■ What the exercise asks ■
Pull every line containing the word "Contact" from the records.
——
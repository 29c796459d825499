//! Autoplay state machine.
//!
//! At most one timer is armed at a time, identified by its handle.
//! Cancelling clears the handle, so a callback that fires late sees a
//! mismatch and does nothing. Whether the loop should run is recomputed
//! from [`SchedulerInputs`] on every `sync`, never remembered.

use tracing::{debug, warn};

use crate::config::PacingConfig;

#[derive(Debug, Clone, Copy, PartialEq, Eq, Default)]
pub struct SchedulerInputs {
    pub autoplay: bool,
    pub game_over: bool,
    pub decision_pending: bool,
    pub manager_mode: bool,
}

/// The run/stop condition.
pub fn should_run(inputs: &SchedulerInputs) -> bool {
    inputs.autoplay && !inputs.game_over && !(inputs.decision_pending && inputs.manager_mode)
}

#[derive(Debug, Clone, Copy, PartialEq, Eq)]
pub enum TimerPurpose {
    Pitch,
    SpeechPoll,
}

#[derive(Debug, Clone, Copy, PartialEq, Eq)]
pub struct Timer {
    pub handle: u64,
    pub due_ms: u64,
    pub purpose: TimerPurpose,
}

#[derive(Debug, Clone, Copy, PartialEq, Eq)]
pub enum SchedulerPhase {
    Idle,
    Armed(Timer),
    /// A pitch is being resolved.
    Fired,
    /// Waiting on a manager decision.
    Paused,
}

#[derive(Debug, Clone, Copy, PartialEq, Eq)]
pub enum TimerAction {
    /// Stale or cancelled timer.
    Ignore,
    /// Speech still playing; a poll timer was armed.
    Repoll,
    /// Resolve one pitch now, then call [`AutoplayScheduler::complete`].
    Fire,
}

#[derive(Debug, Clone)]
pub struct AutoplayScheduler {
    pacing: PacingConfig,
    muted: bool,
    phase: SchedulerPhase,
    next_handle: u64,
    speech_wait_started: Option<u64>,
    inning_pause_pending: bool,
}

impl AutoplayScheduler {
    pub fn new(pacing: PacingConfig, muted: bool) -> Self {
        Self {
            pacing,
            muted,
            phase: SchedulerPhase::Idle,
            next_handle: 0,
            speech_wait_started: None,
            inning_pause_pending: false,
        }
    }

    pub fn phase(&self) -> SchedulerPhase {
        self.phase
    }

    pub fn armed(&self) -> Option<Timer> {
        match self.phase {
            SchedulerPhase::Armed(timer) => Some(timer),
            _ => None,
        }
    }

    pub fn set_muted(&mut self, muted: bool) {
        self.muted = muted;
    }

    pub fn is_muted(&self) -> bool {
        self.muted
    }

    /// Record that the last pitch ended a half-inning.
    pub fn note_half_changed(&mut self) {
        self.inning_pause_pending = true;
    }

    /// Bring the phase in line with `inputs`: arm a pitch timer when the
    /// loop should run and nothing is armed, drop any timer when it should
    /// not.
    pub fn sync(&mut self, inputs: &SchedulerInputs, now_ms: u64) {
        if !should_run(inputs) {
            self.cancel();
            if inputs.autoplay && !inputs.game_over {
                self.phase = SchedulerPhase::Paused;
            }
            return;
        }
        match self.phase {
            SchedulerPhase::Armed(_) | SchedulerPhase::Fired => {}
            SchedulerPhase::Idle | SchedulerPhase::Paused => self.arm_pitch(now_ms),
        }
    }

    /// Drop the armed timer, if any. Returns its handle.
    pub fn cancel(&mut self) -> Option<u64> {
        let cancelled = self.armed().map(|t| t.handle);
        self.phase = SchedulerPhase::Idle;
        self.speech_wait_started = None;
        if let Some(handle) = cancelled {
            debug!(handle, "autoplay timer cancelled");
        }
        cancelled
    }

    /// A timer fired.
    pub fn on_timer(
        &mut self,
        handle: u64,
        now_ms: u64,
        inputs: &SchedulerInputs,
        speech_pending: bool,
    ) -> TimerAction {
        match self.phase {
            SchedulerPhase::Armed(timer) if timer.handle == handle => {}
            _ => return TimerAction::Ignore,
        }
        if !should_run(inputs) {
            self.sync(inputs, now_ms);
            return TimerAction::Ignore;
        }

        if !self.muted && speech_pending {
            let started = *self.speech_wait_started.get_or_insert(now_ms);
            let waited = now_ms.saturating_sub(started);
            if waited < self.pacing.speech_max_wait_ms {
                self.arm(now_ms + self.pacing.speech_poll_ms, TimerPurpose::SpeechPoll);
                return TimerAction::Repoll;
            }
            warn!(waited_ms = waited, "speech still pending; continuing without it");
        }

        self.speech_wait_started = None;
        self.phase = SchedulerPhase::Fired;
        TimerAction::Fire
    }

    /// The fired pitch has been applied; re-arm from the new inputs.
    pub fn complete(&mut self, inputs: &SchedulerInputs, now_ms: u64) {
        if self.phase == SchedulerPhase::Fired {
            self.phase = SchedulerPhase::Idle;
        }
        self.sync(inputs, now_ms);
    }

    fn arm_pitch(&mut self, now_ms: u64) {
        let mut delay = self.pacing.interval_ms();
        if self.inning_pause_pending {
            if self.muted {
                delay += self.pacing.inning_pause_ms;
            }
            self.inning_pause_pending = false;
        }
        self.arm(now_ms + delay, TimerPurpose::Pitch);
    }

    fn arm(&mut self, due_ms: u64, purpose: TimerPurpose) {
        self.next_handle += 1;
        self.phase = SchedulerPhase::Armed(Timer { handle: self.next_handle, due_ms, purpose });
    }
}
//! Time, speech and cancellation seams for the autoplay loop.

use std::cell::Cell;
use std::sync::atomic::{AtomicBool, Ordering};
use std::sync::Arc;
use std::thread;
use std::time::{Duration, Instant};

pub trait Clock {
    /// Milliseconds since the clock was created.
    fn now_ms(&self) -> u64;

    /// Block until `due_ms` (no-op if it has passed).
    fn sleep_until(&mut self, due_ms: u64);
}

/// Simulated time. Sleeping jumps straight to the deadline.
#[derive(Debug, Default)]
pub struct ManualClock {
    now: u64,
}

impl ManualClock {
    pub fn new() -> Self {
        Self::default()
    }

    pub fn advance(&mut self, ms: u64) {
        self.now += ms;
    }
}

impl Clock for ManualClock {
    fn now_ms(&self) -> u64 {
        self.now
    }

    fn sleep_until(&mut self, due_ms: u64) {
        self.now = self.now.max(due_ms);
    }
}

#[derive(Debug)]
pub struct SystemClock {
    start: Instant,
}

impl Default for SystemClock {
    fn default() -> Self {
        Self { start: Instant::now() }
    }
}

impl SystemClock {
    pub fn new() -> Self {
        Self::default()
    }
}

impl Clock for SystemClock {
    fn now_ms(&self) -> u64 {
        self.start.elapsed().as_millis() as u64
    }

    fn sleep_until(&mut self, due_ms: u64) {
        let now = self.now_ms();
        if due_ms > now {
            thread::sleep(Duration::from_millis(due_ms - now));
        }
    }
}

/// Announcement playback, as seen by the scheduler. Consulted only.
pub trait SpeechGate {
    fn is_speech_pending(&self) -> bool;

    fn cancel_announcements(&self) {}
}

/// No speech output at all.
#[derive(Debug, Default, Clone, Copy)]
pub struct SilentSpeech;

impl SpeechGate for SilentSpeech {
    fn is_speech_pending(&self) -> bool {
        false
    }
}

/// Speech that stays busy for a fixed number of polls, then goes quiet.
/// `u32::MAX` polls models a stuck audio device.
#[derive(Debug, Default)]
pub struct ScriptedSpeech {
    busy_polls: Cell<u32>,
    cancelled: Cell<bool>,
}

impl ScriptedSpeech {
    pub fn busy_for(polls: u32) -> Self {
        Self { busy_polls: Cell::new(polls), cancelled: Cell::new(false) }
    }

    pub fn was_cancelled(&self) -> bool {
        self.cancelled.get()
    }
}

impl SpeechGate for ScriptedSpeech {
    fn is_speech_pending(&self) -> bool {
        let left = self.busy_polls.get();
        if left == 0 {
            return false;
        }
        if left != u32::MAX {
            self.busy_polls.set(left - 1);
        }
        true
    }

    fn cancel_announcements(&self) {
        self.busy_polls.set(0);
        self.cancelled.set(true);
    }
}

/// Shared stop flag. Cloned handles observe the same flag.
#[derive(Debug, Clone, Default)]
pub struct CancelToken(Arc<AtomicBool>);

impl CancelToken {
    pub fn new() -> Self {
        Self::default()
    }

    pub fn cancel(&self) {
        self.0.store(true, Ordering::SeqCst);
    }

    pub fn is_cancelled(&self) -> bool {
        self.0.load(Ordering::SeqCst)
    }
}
——
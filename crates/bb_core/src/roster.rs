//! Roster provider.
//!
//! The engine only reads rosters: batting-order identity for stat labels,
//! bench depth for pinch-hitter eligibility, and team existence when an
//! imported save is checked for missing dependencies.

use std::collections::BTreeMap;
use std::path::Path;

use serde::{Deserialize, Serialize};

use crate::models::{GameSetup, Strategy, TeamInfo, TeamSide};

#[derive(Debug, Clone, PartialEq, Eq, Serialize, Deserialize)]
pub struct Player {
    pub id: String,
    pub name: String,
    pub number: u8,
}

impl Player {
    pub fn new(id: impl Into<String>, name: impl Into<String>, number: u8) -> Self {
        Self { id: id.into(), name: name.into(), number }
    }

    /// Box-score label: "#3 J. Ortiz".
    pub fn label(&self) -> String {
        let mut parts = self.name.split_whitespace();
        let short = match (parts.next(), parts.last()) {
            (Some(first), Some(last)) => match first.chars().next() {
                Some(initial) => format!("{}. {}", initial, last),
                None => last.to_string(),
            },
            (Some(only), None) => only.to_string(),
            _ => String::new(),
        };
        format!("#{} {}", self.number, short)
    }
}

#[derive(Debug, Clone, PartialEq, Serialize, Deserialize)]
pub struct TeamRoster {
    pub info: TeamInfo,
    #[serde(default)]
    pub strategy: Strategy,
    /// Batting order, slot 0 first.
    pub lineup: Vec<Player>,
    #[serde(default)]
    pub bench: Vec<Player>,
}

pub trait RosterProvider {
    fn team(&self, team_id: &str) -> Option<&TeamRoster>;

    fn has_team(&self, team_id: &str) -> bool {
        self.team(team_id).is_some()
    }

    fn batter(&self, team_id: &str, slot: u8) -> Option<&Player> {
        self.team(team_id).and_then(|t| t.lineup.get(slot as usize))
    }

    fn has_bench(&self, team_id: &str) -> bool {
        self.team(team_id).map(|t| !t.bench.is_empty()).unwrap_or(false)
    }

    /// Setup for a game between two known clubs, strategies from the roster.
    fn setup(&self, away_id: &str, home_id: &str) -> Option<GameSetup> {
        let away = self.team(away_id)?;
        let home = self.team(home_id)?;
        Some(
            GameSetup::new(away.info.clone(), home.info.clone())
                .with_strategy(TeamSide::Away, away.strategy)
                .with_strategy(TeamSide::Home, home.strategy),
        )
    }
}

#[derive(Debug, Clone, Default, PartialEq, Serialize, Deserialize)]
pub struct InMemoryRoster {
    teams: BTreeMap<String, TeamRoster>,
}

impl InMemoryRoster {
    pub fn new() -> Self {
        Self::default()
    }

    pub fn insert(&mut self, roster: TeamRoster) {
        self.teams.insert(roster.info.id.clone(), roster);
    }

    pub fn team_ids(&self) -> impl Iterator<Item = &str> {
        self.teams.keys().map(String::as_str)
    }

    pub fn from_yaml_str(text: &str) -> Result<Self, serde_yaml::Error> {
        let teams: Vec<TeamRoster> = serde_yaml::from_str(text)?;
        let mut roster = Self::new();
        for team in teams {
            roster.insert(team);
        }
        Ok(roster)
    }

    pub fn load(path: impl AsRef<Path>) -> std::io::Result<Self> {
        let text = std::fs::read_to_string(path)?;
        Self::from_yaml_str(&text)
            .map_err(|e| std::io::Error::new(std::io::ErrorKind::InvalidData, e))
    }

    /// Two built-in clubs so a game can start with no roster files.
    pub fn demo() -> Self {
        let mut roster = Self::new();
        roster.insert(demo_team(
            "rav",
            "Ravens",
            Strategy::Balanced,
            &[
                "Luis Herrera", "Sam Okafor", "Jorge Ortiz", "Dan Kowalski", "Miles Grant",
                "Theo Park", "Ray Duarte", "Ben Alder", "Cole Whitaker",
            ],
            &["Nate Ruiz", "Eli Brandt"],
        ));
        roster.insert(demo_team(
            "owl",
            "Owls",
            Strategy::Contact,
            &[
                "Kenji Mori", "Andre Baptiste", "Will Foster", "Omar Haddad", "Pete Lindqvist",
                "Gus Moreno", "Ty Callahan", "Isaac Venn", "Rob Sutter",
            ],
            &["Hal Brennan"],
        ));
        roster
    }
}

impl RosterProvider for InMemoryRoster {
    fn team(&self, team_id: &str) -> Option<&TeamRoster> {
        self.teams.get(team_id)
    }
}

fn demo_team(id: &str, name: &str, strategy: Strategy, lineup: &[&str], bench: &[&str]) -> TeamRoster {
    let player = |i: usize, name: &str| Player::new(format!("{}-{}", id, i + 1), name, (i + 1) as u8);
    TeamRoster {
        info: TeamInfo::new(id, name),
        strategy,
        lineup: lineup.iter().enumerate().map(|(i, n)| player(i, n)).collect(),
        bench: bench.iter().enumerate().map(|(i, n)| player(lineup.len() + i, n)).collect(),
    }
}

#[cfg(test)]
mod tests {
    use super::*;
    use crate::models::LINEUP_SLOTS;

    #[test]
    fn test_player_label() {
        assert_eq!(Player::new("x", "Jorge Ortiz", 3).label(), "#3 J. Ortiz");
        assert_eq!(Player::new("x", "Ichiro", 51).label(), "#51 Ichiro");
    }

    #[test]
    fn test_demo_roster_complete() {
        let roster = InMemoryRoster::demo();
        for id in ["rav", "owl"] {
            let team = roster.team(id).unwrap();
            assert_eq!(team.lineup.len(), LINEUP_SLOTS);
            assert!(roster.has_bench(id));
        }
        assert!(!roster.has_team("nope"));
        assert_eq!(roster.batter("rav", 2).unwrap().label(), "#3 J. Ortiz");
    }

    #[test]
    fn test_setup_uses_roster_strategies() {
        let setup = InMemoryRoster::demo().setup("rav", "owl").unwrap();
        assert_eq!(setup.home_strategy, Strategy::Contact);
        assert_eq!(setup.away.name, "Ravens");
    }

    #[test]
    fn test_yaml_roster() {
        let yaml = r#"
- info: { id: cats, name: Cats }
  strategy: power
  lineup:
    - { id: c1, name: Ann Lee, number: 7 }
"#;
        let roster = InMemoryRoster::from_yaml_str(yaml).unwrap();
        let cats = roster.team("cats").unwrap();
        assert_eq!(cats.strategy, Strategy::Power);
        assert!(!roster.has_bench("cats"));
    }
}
——
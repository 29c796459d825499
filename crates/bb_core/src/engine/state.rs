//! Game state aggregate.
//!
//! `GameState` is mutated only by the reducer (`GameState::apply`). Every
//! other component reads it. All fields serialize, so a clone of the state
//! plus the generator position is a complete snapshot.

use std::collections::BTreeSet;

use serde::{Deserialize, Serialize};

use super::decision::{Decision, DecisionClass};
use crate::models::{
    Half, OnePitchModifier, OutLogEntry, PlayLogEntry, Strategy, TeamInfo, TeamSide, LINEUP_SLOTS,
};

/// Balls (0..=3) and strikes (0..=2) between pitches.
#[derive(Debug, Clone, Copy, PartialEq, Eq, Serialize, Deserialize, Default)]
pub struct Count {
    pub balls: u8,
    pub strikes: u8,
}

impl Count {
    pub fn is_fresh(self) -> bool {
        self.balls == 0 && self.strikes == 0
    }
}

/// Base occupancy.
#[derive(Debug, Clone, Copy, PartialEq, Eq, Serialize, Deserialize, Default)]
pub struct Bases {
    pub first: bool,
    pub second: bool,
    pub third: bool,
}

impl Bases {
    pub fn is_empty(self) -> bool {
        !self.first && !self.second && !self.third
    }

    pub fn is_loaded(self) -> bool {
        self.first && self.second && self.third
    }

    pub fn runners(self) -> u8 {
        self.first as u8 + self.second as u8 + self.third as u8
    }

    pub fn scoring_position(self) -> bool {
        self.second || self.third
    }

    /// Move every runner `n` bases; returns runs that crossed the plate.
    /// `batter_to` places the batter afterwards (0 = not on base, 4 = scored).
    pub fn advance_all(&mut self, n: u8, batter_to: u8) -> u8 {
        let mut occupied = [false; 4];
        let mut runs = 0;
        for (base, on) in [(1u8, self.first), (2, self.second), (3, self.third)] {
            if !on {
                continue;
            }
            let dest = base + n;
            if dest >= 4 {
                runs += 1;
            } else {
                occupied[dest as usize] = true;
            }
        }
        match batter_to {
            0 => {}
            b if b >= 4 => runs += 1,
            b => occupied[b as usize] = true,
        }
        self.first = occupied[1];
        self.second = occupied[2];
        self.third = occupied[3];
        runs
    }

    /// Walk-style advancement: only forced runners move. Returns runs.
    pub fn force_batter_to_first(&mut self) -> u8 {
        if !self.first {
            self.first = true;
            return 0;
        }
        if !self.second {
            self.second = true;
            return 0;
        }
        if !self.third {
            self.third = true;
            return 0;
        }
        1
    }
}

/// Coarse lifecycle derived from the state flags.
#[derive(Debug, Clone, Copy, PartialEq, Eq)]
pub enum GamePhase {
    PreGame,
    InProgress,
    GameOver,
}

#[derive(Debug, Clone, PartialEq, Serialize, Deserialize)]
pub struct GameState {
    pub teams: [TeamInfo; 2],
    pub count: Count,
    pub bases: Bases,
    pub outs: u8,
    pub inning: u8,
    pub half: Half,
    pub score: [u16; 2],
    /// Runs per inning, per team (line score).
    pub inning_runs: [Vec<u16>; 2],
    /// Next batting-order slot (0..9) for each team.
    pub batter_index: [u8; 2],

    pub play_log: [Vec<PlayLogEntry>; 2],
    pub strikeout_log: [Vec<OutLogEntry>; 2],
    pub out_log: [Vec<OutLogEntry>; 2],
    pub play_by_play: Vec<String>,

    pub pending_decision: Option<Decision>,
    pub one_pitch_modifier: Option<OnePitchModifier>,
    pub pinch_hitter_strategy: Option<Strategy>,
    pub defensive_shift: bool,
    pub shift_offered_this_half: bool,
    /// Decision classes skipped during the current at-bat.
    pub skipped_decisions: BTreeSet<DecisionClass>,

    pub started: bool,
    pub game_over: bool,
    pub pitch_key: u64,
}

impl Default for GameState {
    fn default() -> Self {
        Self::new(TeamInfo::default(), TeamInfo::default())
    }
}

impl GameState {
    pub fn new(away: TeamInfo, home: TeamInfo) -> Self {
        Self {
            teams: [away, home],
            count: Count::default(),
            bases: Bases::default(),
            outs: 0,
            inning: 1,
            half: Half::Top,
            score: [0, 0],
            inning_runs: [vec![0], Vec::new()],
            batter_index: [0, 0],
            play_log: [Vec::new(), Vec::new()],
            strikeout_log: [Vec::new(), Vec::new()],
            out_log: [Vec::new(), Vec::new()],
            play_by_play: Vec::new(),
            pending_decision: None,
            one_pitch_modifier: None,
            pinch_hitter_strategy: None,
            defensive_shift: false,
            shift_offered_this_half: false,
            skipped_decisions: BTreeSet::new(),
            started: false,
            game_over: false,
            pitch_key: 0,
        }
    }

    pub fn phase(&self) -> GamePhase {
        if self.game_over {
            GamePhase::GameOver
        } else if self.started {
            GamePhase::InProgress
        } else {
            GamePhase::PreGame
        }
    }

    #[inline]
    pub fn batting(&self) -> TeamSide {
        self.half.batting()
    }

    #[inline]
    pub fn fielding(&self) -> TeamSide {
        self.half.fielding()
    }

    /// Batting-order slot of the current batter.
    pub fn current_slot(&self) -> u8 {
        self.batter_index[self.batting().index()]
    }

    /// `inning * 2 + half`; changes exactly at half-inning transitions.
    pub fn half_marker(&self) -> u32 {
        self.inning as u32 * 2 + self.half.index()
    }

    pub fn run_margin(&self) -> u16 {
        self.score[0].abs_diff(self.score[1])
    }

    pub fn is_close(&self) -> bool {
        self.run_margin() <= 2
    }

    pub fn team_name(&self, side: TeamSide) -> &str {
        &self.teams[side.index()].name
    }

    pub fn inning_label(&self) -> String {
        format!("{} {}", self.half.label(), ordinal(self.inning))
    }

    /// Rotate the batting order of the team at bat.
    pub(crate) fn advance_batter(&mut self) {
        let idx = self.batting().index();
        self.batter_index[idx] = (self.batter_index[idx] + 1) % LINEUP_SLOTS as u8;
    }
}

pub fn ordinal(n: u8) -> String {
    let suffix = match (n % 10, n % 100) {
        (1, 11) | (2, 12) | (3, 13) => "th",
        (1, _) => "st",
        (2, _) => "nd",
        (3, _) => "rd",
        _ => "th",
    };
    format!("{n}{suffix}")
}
——
■ Response to this exercise ■
            Strategy::Contact,
        assert_eq!(setup.home_strategy, Strategy::Contact);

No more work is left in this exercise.